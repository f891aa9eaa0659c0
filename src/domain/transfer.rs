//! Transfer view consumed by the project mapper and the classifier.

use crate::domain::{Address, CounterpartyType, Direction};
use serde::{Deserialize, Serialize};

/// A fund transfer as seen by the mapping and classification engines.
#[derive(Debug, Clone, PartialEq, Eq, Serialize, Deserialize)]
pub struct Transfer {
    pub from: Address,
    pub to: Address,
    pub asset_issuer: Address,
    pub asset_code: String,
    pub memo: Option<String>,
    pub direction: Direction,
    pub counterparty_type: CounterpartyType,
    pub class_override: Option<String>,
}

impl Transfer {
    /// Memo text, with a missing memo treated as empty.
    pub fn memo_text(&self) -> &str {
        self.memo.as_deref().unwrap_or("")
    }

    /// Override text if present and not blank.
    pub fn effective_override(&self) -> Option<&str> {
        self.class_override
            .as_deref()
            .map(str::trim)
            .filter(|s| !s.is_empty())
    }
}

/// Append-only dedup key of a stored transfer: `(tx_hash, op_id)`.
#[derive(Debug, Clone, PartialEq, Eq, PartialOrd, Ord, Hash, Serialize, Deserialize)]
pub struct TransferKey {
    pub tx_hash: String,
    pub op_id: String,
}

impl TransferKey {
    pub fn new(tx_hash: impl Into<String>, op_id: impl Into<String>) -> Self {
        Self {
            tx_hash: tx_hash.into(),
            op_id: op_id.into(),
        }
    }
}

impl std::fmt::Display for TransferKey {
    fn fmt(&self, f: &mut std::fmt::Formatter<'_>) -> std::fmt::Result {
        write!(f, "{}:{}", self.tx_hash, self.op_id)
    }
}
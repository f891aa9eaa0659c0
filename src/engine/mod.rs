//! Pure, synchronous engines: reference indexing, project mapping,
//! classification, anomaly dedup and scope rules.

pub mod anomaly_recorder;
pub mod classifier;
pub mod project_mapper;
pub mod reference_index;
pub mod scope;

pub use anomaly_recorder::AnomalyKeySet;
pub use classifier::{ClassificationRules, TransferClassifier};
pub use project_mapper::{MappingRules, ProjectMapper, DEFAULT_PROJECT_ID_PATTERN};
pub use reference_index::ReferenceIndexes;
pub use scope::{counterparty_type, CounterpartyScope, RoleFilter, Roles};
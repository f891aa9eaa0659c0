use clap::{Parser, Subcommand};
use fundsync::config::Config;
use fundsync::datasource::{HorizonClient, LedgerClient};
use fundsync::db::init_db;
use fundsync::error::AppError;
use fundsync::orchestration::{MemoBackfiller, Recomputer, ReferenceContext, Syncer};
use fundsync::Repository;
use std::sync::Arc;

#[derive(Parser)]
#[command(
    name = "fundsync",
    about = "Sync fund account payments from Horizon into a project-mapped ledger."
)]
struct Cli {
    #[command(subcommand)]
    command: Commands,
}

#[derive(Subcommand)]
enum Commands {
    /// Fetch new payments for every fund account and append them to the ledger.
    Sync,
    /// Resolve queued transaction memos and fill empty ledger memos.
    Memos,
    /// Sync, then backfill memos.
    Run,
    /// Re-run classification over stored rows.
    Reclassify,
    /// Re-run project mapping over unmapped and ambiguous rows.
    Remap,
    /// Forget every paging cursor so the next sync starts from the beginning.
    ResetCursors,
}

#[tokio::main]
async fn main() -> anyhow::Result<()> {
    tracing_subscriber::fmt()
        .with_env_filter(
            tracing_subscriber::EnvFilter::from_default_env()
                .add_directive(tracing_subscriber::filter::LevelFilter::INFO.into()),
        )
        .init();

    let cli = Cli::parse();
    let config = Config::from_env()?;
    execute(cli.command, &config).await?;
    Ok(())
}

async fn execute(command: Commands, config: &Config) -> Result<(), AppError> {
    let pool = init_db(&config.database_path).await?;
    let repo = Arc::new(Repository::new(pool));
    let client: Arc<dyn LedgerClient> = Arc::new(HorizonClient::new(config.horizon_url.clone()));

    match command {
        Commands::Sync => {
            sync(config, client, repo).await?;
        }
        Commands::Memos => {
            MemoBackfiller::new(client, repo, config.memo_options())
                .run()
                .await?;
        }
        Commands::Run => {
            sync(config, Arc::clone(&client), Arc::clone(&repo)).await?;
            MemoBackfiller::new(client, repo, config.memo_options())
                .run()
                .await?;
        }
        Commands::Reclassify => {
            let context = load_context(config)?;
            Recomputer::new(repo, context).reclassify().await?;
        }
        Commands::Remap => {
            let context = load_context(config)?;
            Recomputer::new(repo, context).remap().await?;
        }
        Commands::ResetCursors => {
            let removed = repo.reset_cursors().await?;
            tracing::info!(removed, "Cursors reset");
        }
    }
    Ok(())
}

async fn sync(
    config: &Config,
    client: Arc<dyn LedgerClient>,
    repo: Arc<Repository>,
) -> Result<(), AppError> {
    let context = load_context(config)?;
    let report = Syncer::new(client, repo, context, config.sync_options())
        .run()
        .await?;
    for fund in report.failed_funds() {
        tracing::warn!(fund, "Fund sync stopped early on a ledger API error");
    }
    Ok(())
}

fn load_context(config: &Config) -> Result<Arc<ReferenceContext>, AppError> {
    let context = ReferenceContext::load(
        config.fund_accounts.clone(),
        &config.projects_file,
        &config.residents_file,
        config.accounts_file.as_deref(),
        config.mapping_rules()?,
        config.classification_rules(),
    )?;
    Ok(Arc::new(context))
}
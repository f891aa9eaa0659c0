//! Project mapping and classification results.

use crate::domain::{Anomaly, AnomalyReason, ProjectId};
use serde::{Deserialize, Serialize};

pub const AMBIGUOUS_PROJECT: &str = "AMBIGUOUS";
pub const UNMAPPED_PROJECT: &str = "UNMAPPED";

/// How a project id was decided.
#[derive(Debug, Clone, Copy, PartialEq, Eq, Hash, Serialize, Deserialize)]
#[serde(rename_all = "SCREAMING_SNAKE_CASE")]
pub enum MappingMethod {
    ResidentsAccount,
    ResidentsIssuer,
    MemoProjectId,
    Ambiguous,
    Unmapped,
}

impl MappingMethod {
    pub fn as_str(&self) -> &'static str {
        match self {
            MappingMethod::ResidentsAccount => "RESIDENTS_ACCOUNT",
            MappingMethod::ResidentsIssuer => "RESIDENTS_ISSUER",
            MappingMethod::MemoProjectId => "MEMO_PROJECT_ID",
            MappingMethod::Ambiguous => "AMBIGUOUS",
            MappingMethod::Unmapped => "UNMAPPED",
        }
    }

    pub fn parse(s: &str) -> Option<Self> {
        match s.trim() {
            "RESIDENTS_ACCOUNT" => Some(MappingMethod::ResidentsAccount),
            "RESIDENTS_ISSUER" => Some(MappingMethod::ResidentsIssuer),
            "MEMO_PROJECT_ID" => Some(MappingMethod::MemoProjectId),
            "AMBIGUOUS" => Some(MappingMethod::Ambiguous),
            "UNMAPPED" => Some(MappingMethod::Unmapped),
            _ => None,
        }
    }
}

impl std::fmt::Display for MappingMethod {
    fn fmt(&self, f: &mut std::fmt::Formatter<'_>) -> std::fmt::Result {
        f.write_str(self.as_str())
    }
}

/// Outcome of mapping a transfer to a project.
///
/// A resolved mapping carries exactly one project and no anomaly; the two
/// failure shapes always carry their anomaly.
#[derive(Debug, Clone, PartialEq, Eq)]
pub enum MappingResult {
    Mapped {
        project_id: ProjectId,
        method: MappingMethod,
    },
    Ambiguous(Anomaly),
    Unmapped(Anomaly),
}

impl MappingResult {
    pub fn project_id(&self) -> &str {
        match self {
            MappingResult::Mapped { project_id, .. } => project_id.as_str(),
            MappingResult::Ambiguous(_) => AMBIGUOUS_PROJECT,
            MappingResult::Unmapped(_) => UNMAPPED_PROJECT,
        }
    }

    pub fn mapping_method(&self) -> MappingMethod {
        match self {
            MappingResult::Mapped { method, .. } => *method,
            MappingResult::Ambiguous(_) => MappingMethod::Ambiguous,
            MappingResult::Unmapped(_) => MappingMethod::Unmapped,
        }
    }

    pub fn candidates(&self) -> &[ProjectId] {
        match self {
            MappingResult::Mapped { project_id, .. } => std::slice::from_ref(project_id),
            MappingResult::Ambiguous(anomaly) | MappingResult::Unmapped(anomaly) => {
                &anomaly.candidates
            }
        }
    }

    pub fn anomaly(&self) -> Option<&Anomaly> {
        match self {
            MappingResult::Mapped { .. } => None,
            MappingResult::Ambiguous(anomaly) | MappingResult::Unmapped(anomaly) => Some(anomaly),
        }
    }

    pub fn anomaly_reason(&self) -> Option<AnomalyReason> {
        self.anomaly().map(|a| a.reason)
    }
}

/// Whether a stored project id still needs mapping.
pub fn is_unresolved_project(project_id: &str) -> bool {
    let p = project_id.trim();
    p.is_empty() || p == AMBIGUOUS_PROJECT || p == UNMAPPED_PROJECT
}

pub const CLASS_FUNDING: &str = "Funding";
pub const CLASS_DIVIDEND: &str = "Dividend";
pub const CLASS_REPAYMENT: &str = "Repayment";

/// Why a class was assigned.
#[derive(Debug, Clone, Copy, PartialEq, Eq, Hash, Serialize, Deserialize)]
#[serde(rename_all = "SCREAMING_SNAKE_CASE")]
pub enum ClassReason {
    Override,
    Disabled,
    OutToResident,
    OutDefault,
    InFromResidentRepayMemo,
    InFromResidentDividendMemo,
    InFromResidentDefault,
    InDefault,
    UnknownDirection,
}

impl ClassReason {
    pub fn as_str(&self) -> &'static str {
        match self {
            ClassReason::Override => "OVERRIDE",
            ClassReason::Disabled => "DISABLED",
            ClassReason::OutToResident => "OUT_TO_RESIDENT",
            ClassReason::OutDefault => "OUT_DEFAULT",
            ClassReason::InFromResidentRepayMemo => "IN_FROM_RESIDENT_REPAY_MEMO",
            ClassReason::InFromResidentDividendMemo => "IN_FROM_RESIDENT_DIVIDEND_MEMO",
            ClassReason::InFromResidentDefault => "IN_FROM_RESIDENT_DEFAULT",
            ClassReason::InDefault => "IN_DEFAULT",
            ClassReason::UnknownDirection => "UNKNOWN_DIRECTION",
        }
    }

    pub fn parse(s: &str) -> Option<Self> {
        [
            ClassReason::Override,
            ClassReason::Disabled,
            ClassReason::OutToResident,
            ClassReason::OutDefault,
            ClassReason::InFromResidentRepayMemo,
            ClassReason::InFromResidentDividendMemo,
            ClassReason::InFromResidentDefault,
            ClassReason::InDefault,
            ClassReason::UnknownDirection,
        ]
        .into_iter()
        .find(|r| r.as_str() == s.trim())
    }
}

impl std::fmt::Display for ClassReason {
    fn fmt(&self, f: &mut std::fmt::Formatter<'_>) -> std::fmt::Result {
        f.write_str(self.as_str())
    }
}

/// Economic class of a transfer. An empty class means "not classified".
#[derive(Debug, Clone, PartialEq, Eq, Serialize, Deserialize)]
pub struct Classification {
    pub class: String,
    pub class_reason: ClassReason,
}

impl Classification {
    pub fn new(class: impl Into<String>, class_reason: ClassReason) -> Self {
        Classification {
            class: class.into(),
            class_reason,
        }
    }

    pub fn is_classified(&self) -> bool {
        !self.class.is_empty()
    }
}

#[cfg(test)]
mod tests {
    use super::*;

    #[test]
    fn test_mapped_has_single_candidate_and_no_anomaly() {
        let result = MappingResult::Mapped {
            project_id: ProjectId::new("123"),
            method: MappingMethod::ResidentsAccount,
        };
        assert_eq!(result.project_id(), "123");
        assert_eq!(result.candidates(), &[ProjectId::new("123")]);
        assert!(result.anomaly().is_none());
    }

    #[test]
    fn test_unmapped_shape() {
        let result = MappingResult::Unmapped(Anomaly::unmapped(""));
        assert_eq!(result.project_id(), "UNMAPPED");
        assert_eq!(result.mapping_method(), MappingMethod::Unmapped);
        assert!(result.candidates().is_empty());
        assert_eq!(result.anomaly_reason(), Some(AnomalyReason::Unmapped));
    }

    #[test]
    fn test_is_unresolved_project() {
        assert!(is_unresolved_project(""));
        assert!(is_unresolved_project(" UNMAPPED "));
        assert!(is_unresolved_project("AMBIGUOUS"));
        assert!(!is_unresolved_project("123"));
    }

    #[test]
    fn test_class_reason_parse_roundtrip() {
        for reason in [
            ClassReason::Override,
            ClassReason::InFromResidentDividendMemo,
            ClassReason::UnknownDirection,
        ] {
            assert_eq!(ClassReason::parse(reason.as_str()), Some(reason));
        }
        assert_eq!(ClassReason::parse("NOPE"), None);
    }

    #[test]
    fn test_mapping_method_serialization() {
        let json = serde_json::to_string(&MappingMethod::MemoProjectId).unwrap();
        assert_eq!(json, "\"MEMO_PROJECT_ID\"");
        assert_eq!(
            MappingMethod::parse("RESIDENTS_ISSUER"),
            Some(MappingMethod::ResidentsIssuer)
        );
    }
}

________________________

What to do
Which lines of the data contain the word "dedup"? Copy each one.

Response to the task
/// Append-only dedup key of a stored transfer: `(tx_hash, op_id)`.
//! classification, anomaly dedup and scope rules.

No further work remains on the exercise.